Pengertian pembuktian juga dikemukakan Leden Marpaung yang mengatakan bahwa:

“Sebelumnya seseorang diadili oleh Pengadilan, orang tersebut berhak dianggap tidak bersalah, hal ini dikenal dengan asas “praduga tak bersalah” (presumption of innocence.). Untuk menyatakan seseorang “melanggar hukum”, Pengadilan harus dapat menentukan “kebenaran” diperlukan bukti-bukti, yaitu sesuatu yang menyatakan kebenaran suatu peristiwa. Dari uraian tersebut, “bukti” dimaksud untuk menentukan “kebenaran”.

Pengertian yang dikemukakan oleh Leden Marpaung berarti dalam mencari kebenaran diperlukan bukti-bukti.

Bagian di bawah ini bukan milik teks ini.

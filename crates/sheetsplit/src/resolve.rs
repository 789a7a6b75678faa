use crate::backends::umya::{cell_data, write_scalar};
use crate::package::SharedFormulas;
use crate::traits::{CellData, SheetValues};
use crate::value::CellScalar;
use serde::{Deserialize, Serialize};
use umya_spreadsheet::Worksheet;

/// How many formula cells were frozen to a cached result, and how many fell
/// back to their formula text.
#[derive(Debug, Clone, Copy, Default, PartialEq, Eq, Serialize, Deserialize)]
pub struct ResolveStats {
    pub cached: usize,
    pub fallback: usize,
}

#[derive(Debug, Clone)]
pub struct ResolvedSheet {
    pub sheet: Worksheet,
    pub stats: ResolveStats,
}

enum Resolution {
    Cached(CellScalar),
    Fallback(CellScalar),
}

/// Literal kept when a formula cell has no cached result: the formula text
/// itself, as plain text.
fn fallback_literal(data: &CellData) -> CellScalar {
    match data.formula.as_deref() {
        Some(f) if !f.is_empty() => CellScalar::Text(f.to_string()),
        _ => match &data.value {
            Some(CellScalar::Text(s)) if s.starts_with('=') => CellScalar::Text(s.clone()),
            _ => CellScalar::Empty,
        },
    }
}

/// Produce a copy of `sheet` in which every formula cell holds a literal.
///
/// A cached, non-blank result from `values` wins; otherwise the formula text
/// is stored as a string cell so it is never evaluated again. Cells that
/// follow a shared formula take their text from `shared`. Other cells, and
/// every cell's style, are carried over unchanged. Formula text is never
/// parsed, so malformed formulas cannot make this fail.
pub fn resolve_sheet(
    sheet: &Worksheet,
    values: &SheetValues,
    shared: Option<&SharedFormulas>,
) -> ResolvedSheet {
    let mut resolved = sheet.clone();
    let stats = resolve_in_place(&mut resolved, values, shared);
    ResolvedSheet {
        sheet: resolved,
        stats,
    }
}

pub fn resolve_in_place(
    ws: &mut Worksheet,
    values: &SheetValues,
    shared: Option<&SharedFormulas>,
) -> ResolveStats {
    let plan: Vec<((u32, u32), Resolution)> = ws
        .get_cell_collection()
        .into_iter()
        .filter_map(|cell| {
            let coord = cell.get_coordinate();
            let col = *coord.get_col_num();
            let row = *coord.get_row_num();
            let own_text = shared.and_then(|s| s.get(row, col));
            let data = cell_data(cell);
            if !data.is_formula() && own_text.is_none() {
                return None;
            }
            let resolution = match (values.cached(row, col), own_text) {
                (Some(v), _) => Resolution::Cached(v.clone()),
                (None, Some(text)) => Resolution::Fallback(CellScalar::Text(text.to_string())),
                (None, None) => Resolution::Fallback(fallback_literal(&data)),
            };
            Some(((col, row), resolution))
        })
        .collect();

    let mut stats = ResolveStats::default();
    for ((col, row), resolution) in plan {
        let cell = ws.get_cell_mut((col, row));
        match resolution {
            Resolution::Cached(v) => {
                write_scalar(cell, &v);
                stats.cached += 1;
            }
            Resolution::Fallback(v) => {
                write_scalar(cell, &v);
                stats.fallback += 1;
            }
        }
    }
    stats
}
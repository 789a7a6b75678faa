use crate::common::{open_entry, ordered_entry_names, sheet, sheet_snapshot, workbook_bytes};
use sheetsplit::{FailurePolicy, SheetSplitter, SplitConfig, SplitOutput};

fn wide_book() -> Vec<u8> {
    workbook_bytes(|book| {
        for i in 1..=6u32 {
            let name = if i == 1 { "Sheet1".to_string() } else { format!("S{i}") };
            let sh = sheet(book, &name);
            for r in 1..=20u32 {
                sh.get_cell_mut((1, r)).set_value_number(f64::from(r * i));
            }
            sh.get_cell_mut((2, 1))
                .set_value_number(f64::from(i * 210))
                .set_formula("SUM(A1:A20)");
        }
        sheet(book, "S4").set_sheet_state("hidden".to_string());
    })
}

fn snapshots(out: &SplitOutput) -> Vec<Vec<(String, String)>> {
    out.entries
        .iter()
        .map(|e| sheet_snapshot(&open_entry(&out.archive, &e.file_name)))
        .collect()
}

#[test]
fn parallel_extraction_matches_sequential() {
    let bytes = wide_book();
    let sequential = SheetSplitter::default().split(&bytes).expect("sequential");
    let parallel = SheetSplitter::new(SplitConfig::default().with_parallel(true))
        .split(&bytes)
        .expect("parallel");

    assert_eq!(
        ordered_entry_names(&parallel.archive),
        vec!["Sheet1.xlsx", "S2.xlsx", "S3.xlsx", "S5.xlsx", "S6.xlsx"]
    );
    assert_eq!(
        ordered_entry_names(&sequential.archive),
        ordered_entry_names(&parallel.archive)
    );
    assert_eq!(snapshots(&sequential), snapshots(&parallel));
    assert_eq!(parallel.excluded.len(), 1);
}

#[cfg(feature = "calamine")]
#[test]
fn two_pass_loading_matches_single_pass() {
    let bytes = wide_book();
    let single = SheetSplitter::default().split(&bytes).expect("single pass");
    let two = SheetSplitter::new(SplitConfig::default().with_load_mode(sheetsplit::LoadMode::TwoPass))
        .split(&bytes)
        .expect("two pass");

    assert_eq!(
        ordered_entry_names(&single.archive),
        ordered_entry_names(&two.archive)
    );
    for entry in &two.entries {
        assert_eq!(entry.formulas.cached, 1, "{}", entry.sheet);
        let book = open_entry(&two.archive, &entry.file_name);
        let b1 = book.get_sheet(&0).unwrap().get_cell((2, 1)).unwrap();
        assert!(!b1.is_formula());
    }
}

#[test]
fn skip_policy_is_a_no_op_when_nothing_fails() {
    let bytes = wide_book();
    let out = SheetSplitter::new(
        SplitConfig::default().with_failure_policy(FailurePolicy::SkipAndReport),
    )
    .split(&bytes)
    .expect("split");
    assert!(out.failures.is_empty());
    assert_eq!(out.entries.len(), 5);
}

Hal itu seperti yang dijelaskan oleh Darwan Prinst yang mengatakan bahwa:

“Pembuktian bahwa benar suatu peristiwa pidana telah terjadi dan Terdakwalah yang bersalah melakukannya, sehingga harus mempertanggungjawabkannya. Untuk membuktikan kesalahan Terdakwa pengadilan terikat oleh cara-cara atau ketentuan-ketentuan pembuktian sebagaimana yang diatur oleh undang-undang. Pembuktian yang sah harus dilakukan di dalam sidang pengadilan yang memeriksa Terdakwa. Pemeriksaan terhadap alat-alat bukti harus dilakukan di depan sidang pengadilan.”

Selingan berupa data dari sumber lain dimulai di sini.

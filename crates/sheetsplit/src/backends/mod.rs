#[cfg(feature = "calamine")]
pub mod calamine;

#[cfg(feature = "calamine")]
pub use calamine::CalamineAdapter;

pub mod umya;

pub use umya::UmyaAdapter;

Pembuktian merupakan masalah yang memegang peranan penting dalam proses pemeriksaan sidang pengadilan. Dengan pembuktian inilah ditentukan nasib Terdakwa. Apabila hasil pembuktian dengan alat-alat bukti yang ditentukan undang-undang tidak cukup membuktikan kesalahan yang didakwakan kepada Terdakwa, Terdakwa dibebaskan dari hukuman. Sebaliknya, kalau kesalahan yang didakwakan Terdakwa dapat dibuktikan dengan alat-alat bukti yang disebutkan dalam Pasal 184 Undang-Undang Nomor 8 Tahun 1981 tentang Kitab Undang-Undang Hukum Acara Pidana (KUHAP), Terdakwa harus dinyatakan bersalah.

Sistem atau Teori Pembuktian

Sistem pembuktian yang dikenal tidak hanya satu macam, tetapi terdapat beberapa macam sistem pembuktian yaitu:

1. Sistem atau Teori Pembuktian Berdasar Keyakinan Hakim Melulu (Convictim in Time).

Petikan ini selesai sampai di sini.